◆ **Dataset content**
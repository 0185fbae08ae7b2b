//! Error types for feedback configuration.

use thiserror::Error;

/// Errors raised while loading feedback configuration.
#[derive(Debug, Error)]
pub enum ConfigError {
    /// Preset name did not match a known preset.
    #[error("unknown feedback preset")]
    UnknownPreset {
        /// Name supplied by the caller.
        value: String,
    },
    /// Configuration document was not valid JSON for the expected shape.
    #[error("invalid feedback configuration")]
    InvalidJson {
        /// Underlying decoding error.
        #[source]
        source: serde_json::Error,
    },
}

/// Result alias for configuration operations.
pub type ConfigResult<T> = Result<T, ConfigError>;
#![forbid(unsafe_code)]
#![deny(
    unused_must_use,
    clippy::all,
    clippy::pedantic,
    rustdoc::broken_intra_doc_links,
    missing_docs
)]

//! Shared test helpers used across integration suites.
//! Layout: fixtures.rs (field builders, logging bootstrap), recorder.rs (event capture).

pub mod fixtures;
pub mod recorder;
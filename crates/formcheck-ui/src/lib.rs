#![forbid(unsafe_code)]
#![deny(
    unused_must_use,
    clippy::all,
    clippy::pedantic,
    clippy::nursery,
    rustdoc::broken_intra_doc_links,
    rustdoc::bare_urls,
    missing_docs
)]
#![allow(clippy::module_name_repetitions)]
//! Bootstrap 4 bindings for formcheck validation state.
//! Components render for wasm32; class composition is DOM-free and tested natively.

pub mod classes;

#[cfg(target_arch = "wasm32")]
pub mod components;

pub use classes::{compose_class_attr, feedback_class, input_class};
pub use formcheck_core::{FieldFeedbackClassNames, Preset, ValidationContext};

#[cfg(target_arch = "wasm32")]
pub use components::*;
//! Form wrappers and the feedback elements styled by their class mapping.

use formcheck_core::{FeedbackKind, FieldFeedbackClassNames};
use yew::prelude::*;

use crate::classes::feedback_class;

/// Properties for [`FeedbackForm`].
#[derive(Properties, PartialEq)]
pub struct FeedbackFormProps {
    /// Feedback mapping; replaces the inline preset when supplied.
    #[prop_or(FieldFeedbackClassNames::INLINE)]
    pub class_names: FieldFeedbackClassNames,
    /// Form element id.
    #[prop_or_default]
    pub id: Option<AttrValue>,
    /// Extra classes on the element.
    #[prop_or_default]
    pub class: Classes,
    /// Suppresses the browser's native validation UI; on by default.
    #[prop_or(true)]
    pub no_validate: bool,
    /// Submit handler.
    #[prop_or_default]
    pub onsubmit: Callback<SubmitEvent>,
    /// Nested content.
    #[prop_or_default]
    pub children: Children,
}

/// Form whose feedback renders inline below each input.
#[function_component(FeedbackForm)]
pub fn feedback_form(props: &FeedbackFormProps) -> Html {
    render_form(
        &props.class_names,
        props.id.clone(),
        props.class.clone(),
        props.no_validate,
        props.onsubmit.clone(),
        &props.children,
    )
}

/// Properties for [`FeedbackFormTooltip`].
#[derive(Properties, PartialEq)]
pub struct FeedbackFormTooltipProps {
    /// Feedback mapping; replaces the tooltip preset when supplied.
    #[prop_or(FieldFeedbackClassNames::TOOLTIP)]
    pub class_names: FieldFeedbackClassNames,
    /// Form element id.
    #[prop_or_default]
    pub id: Option<AttrValue>,
    /// Extra classes on the element.
    #[prop_or_default]
    pub class: Classes,
    /// Suppresses the browser's native validation UI; on by default.
    #[prop_or(true)]
    pub no_validate: bool,
    /// Submit handler.
    #[prop_or_default]
    pub onsubmit: Callback<SubmitEvent>,
    /// Nested content.
    #[prop_or_default]
    pub children: Children,
}

/// Form whose feedback renders as tooltips.
#[function_component(FeedbackFormTooltip)]
pub fn feedback_form_tooltip(props: &FeedbackFormTooltipProps) -> Html {
    render_form(
        &props.class_names,
        props.id.clone(),
        props.class.clone(),
        props.no_validate,
        props.onsubmit.clone(),
        &props.children,
    )
}

fn render_form(
    class_names: &FieldFeedbackClassNames,
    id: Option<AttrValue>,
    class: Classes,
    no_validate: bool,
    onsubmit: Callback<SubmitEvent>,
    children: &Children,
) -> Html {
    html! {
        <ContextProvider<FieldFeedbackClassNames> context={class_names.clone()}>
            <form id={id} class={class} novalidate={no_validate} onsubmit={onsubmit}>
                { for children.iter() }
            </form>
        </ContextProvider<FieldFeedbackClassNames>>
    }
}

/// Properties for [`FieldFeedbacks`].
#[derive(Properties, PartialEq)]
pub struct FieldFeedbacksProps {
    /// Field the grouped messages describe.
    pub for_field: AttrValue,
    /// Nested content.
    #[prop_or_default]
    pub children: Children,
}

/// Groups the feedback messages of one field.
#[function_component(FieldFeedbacks)]
pub fn field_feedbacks(props: &FieldFeedbacksProps) -> Html {
    html! {
        <div data-feedbacks-for={props.for_field.clone()}>
            { for props.children.iter() }
        </div>
    }
}

/// Properties for [`FieldFeedback`].
#[derive(Properties, PartialEq)]
pub struct FieldFeedbackProps {
    /// Feedback category; selects the class from the mapping.
    pub kind: FeedbackKind,
    /// Whether the engine currently displays this message.
    #[prop_or(true)]
    pub show: bool,
    /// Extra classes on the element.
    #[prop_or_default]
    pub class: Classes,
    /// Nested content.
    #[prop_or_default]
    pub children: Children,
}

/// One feedback message styled by the enclosing form's mapping.
#[function_component(FieldFeedback)]
pub fn field_feedback(props: &FieldFeedbackProps) -> Html {
    let names = use_context::<FieldFeedbackClassNames>().unwrap_or_default();
    if !props.show {
        return Html::default();
    }
    html! {
        <div class={feedback_class(&names, props.kind, &props.class)} data-feedback-kind={props.kind.as_str()}>
            { for props.children.iter() }
        </div>
    }
}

◆ **Instructions for the task**
Transcribe the records above exactly, beginning at the line that contains "Underlying decoding error." and ending with the line that contains "formcheck validation state.", both included, and nothing else.

◆ **Your response**
        /// Underlying decoding error.
        #[source]
        source: serde_json::Error,
    },
}

/// Result alias for configuration operations.
pub type ConfigResult<T> = Result<T, ConfigError>;
#![forbid(unsafe_code)]
#![deny(
    unused_must_use,
    clippy::all,
    clippy::pedantic,
    rustdoc::broken_intra_doc_links,
    missing_docs
)]

//! Shared test helpers used across integration suites.
//! Layout: fixtures.rs (field builders, logging bootstrap), recorder.rs (event capture).

pub mod fixtures;
pub mod recorder;
filename crates/formcheck-ui/src/lib.rs
#![forbid(unsafe_code)]
#![deny(
    unused_must_use,
    clippy::all,
    clippy::pedantic,
    clippy::nursery,
    rustdoc::broken_intra_doc_links,
    rustdoc::bare_urls,
    missing_docs
)]
#![allow(clippy::module_name_repetitions)]
//! Bootstrap 4 bindings for formcheck validation state.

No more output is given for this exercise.